The moment you tell people you are pregnant, there’s a hubbub of congratulations and excitement. Then people seem to think you’re fragile and things change.

Beforehand you’d get invited to nights out. Weekends away. Dinners in semi-fancy restaurants.

Then it stops.

It’s as if being pregnant means you’re no longer allowed to do such things.

Instead whilst your friends go out and have fun, not inviting you (mainly because they assume you won’t want to go, they assume you’re feeling sick or tired) you troll Internet pregnancy and parenting boards looking for people in the same situation as you so that you can bond.

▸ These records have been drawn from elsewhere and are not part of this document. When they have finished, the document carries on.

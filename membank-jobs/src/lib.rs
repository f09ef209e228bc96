//! Embedding jobs for mem_bank.
//!
//! Job constructors, typed payloads and the handlers that turn memories into
//! vectors. Handlers are generic over an [`EmbeddingService`] and a
//! [`MemoryRepository`], so any storage or provider can be plugged in.
//!
//! ```no_run
//! use membank_jobs::{EmbeddingService, JobFactory, MemoryRepository, register_embedding_handlers};
//! use membank_queue::JobQueue;
//! use std::sync::Arc;
//! use uuid::Uuid;
//!
//! # async fn wire(
//! #     queue: JobQueue,
//! #     embeddings: Arc<dyn EmbeddingService>,
//! #     memories: Arc<dyn MemoryRepository>,
//! # ) -> membank_queue::QueueResult<()> {
//! register_embedding_handlers(queue.pool().registry(), embeddings, memories);
//!
//! let job = JobFactory::new().generate_embedding(Uuid::new_v4(), 10);
//! queue.enqueue(job).await?;
//! # Ok(())
//! # }
//! ```

pub mod error;
pub mod factory;
pub mod handlers;
pub mod payloads;
pub mod service;

pub use error::{JobError, Result};
pub use factory::{JOB_TYPE_BATCH_EMBEDDING, JOB_TYPE_GENERATE_EMBEDDING, JOB_TYPE_UPDATE_MEMORY, JobFactory};
pub use handlers::{BatchEmbeddingHandler, GenerateEmbeddingHandler, register_embedding_handlers};
pub use payloads::{BatchEmbeddingPayload, DEFAULT_BATCH_LIMIT, GenerateEmbeddingPayload};
pub use service::{BatchEmbedding, Embedding, EmbeddingService, Memory, MemoryRepository, TokenUsage};
// Constructors for the embedding job types

use crate::payloads::{BatchEmbeddingPayload, GenerateEmbeddingPayload};
use chrono::Utc;
use membank_queue::Job;
use uuid::Uuid;

/// Job type that embeds a single memory.
pub const JOB_TYPE_GENERATE_EMBEDDING: &str = "generate_embedding";

/// Job type reserved for memory updates. No handler ships for it.
pub const JOB_TYPE_UPDATE_MEMORY: &str = "update_memory";

/// Job type that embeds a user's memories that lack an embedding.
pub const JOB_TYPE_BATCH_EMBEDDING: &str = "batch_embedding";

/// Builds jobs for the embedding handlers.
#[derive(Debug, Clone, Copy, Default)]
pub struct JobFactory;

impl JobFactory {
    pub fn new() -> Self {
        Self
    }

    /// Job that embeds one memory.
    pub fn generate_embedding(&self, memory_id: Uuid, priority: i32) -> Job {
        Job::new(JOB_TYPE_GENERATE_EMBEDDING)
            .with_priority(priority)
            .with_payload(GenerateEmbeddingPayload { memory_id }.to_payload())
            .with_created_at(Utc::now())
    }

    /// Job that embeds up to `limit` of a user's memories.
    pub fn batch_embedding(&self, user_id: Uuid, limit: usize, priority: i32) -> Job {
        Job::new(JOB_TYPE_BATCH_EMBEDDING)
            .with_priority(priority)
            .with_payload(BatchEmbeddingPayload { user_id, limit }.to_payload())
            .with_created_at(Utc::now())
    }
}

So for almost 9 months, you slowly begin to lose touch with those friends.
You see Facebook statuses, tweets, photos of their “adventures”. You wonder why you weren’t invited. You feel a bit upset, hormones are raging, you have a cry and then you feel angry. Then? You stop caring. At least for a little while.

Then d-day comes and you have your baby. You make your birth announcement and all of a sudden everyone comes out of the woodwork.

You get lots of congratulations and excitement, lots of messages asking when people can come and visit. People wanting to come and hold your new baby.

The same people who only weeks/months before simply stopped involving you in their social life/circles. Who only rarely sent you a message to see how you were. Who very rarely responded to your messages.

The first few weeks of having your new baby is a flurry of visitors. People invite themselves to your home for new baby cuddles. Then it tails off again. As the weeks go by, you get less visitors, less messages, less phone calls.

These same people carry on with their lives. You carry on with yours, getting to grips with a new baby.

Again, you don’t get invites to go to the pub, out for a meal. Instead you see photos from nights out, Facebook statuses, tweets.

When you jokingly say “where was my invite then?” People uhm and ahh, unsure of what to say and then finally come out with “I didn’t think you be able to because of the baby”.

You don’t get invited because people assume you are too tired/ can’t go because you have a baby now/ don’t want to go.

As if having a baby, being a mother means that you can now no longer attend social functions. As if being a mother suddenly means you are no longer an actual person. With feelings.

Well, here’s the low down, from a new mama.

It hurts.

Just because I am now someone’s mother and have the responsibility for a child, doesn’t mean I am not a person, who on occasion needs some adult conversation, interaction and occasionally a glass of wine!

Don’t stop inviting me out because you think I can’t/don’t want to go. Don’t assume. You know, your assumption may be correct. I may be too tired and not want to go. I may not have a baby sitter and so cannot go. But I’d like to be asked. To be invited, instead of feeling excluded.

Remember that. Remember to continue to treat your friend like a friend after she announces her pregnancy and has a baby. Otherwise you may find that one day she won’t be your friend anymore.
Eventually she will stop trying, will decide to stop asking herself what she did to be treated the way she was, and she will just walk away.